Bahan termal: Substrat aluminium dengan konduktivitas-termal-tinggi menurunkan ketahanan termal dan memperpanjang masa pakai perlengkapan.
Hasil: Sebelum tahun 2016, efektivitas cahaya lampu jalan LED secara keseluruhan meningkat dari tahun ke tahun, mencapai keseimbangan praktis antara suhu warna rendah dan efisiensi tinggi.
Kasus Aplikasi Praktis dan Dukungan Standar
Persyaratan standar lokal: Departemen Pembangunan Pedesaan-Perumahan dan Perkotaan Daerah Otonomi Guangxi Zhuang secara eksplisit mewajibkan penggunaan lampu-warna-bersuhu rendah (seperti 3000K) di daerah pegunungan dan berkabut. Jalan tol dan jalan arteri harus mengutamakan lampu jalan LED bersuhu-hingga-rendah dan menghindari sumber putih-sejuk (di atas 6000K).
Data pendukung penelitian
- Uji lingkungan kabut: Kombinasi cahaya merah-kuning dan merah-biru menunjukkan kecerahan tertinggi dalam kabut, sedangkan cahaya biru memiliki visibilitas paling buruk.

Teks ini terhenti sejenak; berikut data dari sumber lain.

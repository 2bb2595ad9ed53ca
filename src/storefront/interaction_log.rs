use std::time::{Duration, Instant};

use serde::Serialize;

#[derive(Debug, Serialize)]
struct Request {
    url: String,
    params: serde_json::Value,
}

/// Summary of one round trip to the payment processor
#[derive(Debug, Serialize)]
pub struct InteractionLog {
    kind: String,
    request: Option<Request>,
    status: Option<u16>,
    response: Option<serde_json::Value>,
    #[serde(serialize_with = "as_secs")]
    duration: Duration,
}

fn as_secs<S: serde::Serializer>(duration: &Duration, serializer: S) -> Result<S::Ok, S::Error> {
    serializer.serialize_f32(duration.as_secs_f32())
}

/// Collects what was sent and received during a processor call.
///
/// Callers are expected to only hand in already masked values.
#[derive(Debug)]
pub struct InteractionSpan {
    created: Instant,
    request: Option<Request>,
    response: Option<serde_json::Value>,
    response_status: Option<u16>,
}

impl InteractionSpan {
    pub fn enter() -> Self {
        Self {
            created: Instant::now(),
            request: None,
            response: None,
            response_status: None,
        }
    }

    pub fn set_request(&mut self, url: String, params: &impl Serialize) {
        let params = serde_json::to_value(params).unwrap_or_default();
        self.request = Some(Request { url, params });
    }

    pub fn set_response(&mut self, res: &impl Serialize) {
        self.response = serde_json::to_value(res).ok();
    }

    pub fn set_response_status(&mut self, status: u16) {
        self.response_status = Some(status);
    }

    /// Close the span and emit its summary.
    pub fn finish(self, kind: &str) -> InteractionLog {
        let log = InteractionLog {
            kind: kind.into(),
            request: self.request,
            status: self.response_status,
            response: self.response,
            duration: self.created.elapsed(),
        };
        tracing::info!(
            kind,
            url = log.request.as_ref().map(|r| r.url.as_str()),
            status = log.status,
            duration_ms = log.duration.as_millis() as u64,
            "Payment processor interaction"
        );
        if let Ok(details) = serde_json::to_string(&log) {
            tracing::debug!(%details, "Payment processor interaction details");
        }
        log
    }
}

#[cfg(test)]
mod tests {
    use super::*;

    #[test]
    fn finished_span_keeps_request_and_status() {
        let mut span = InteractionSpan::enter();
        span.set_request(
            "https://api.phonepe.com/pg/v1/pay".into(),
            &serde_json::json!({ "amount": 100 }),
        );
        span.set_response_status(200);
        span.set_response(&serde_json::json!({ "success": true }));
        let log = span.finish("pay");

        let value = serde_json::to_value(&log).unwrap();
        assert_eq!(value["status"], 200);
        assert_eq!(value["kind"], "pay");
        assert_eq!(value["request"]["url"], "https://api.phonepe.com/pg/v1/pay");
        assert_eq!(value["request"]["params"]["amount"], 100);
        assert_eq!(value["response"]["success"], true);
        assert!(value["duration"].as_f64().unwrap() >= 0.0);
    }

    #[test]
    fn span_without_response() {
        let log = InteractionSpan::enter().finish("pay");
        let value = serde_json::to_value(&log).unwrap();
        assert!(value["status"].is_null());
        assert!(value["response"].is_null());
    }
}
#![doc = include_str!("../README.md")]

use std::{
    net::{Ipv4Addr, SocketAddrV4},
    sync::Arc,
};

use anyhow::Context;
use phonepe_gateway::{
    config::Config,
    gateway::mask,
    orders::{InMemoryOrderStore, OrderStore, SqliteOrderStore},
    state::AppState,
};
use tracing_subscriber::EnvFilter;

#[tokio::main]
async fn main() -> anyhow::Result<()> {
    tracing_subscriber::fmt()
        .with_env_filter(EnvFilter::from_default_env())
        .with_ansi(false)
        .init();

    match dotenvy::dotenv() {
        Ok(p) => tracing::info!(path = %p.display(), "Loaded environment variables from .env file"),
        Err(e) => tracing::warn!("Failed to load environment variables from .env: {e}"),
    };

    let config = Config::from_env()
        .inspect_err(|e| tracing::error!("Invalid configuration: {e}"))
        .context("configuration")?;
    tracing::info!(
        merchant_id = %mask::prefix(&config.merchant_id, 5),
        salt_key = "SET",
        salt_index = config.salt.index(),
        callback_url = %config.callback_url(),
        "Loaded configuration"
    );

    let orders: Arc<dyn OrderStore> = match &config.database_url {
        Some(url) => Arc::new(
            SqliteOrderStore::connect(url)
                .await
                .context("order database is not available")?,
        ),
        None => {
            tracing::warn!("DATABASE_URL is not defined, order records are kept in memory");
            Arc::new(InMemoryOrderStore::new())
        }
    };

    let port = config.port;
    let state = AppState::new(Arc::new(config), orders).context("payment processor client")?;
    let app = phonepe_gateway::app(state);

    let listener = tokio::net::TcpListener::bind(SocketAddrV4::new(Ipv4Addr::UNSPECIFIED, port))
        .await
        .with_context(|| format!("bind port {port}"))?;

    tracing::info!("Serving on port {port}");
    axum::serve(listener, app)
        .with_graceful_shutdown(async {
            let _ = tokio::signal::ctrl_c().await;
        })
        .await?;
    Ok(())
}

- Perbandingan hujan dan salju: Cahaya kuning menghasilkan hamburan balik yang lebih sedikit dibandingkan cahaya putih, sehingga menghasilkan silau yang lebih rendah dan performa pencahayaan keseluruhan yang lebih baik.
Kesimpulan
Melalui desain suhu warna rendah (biasanya 3000–5000K) dan teknologi efisiensi cahaya tinggi (chip, fosfor, dan lensa yang dioptimalkan), lampu jalan LED dapat secara signifikan meningkatkan penetrasi saat hujan, kabut, dan salju sambil tetap memenuhi persyaratan penghematan energi, masa pakai yang lama, dan rendering warna yang baik. Seiring kemajuan teknologi, manfaatnyaLampu jalan LEDdalam pencahayaan luar ruangan akan menjadi lebih nyata, menjadikannya pilihan ideal untuk penerangan jalan di daerah berkabut.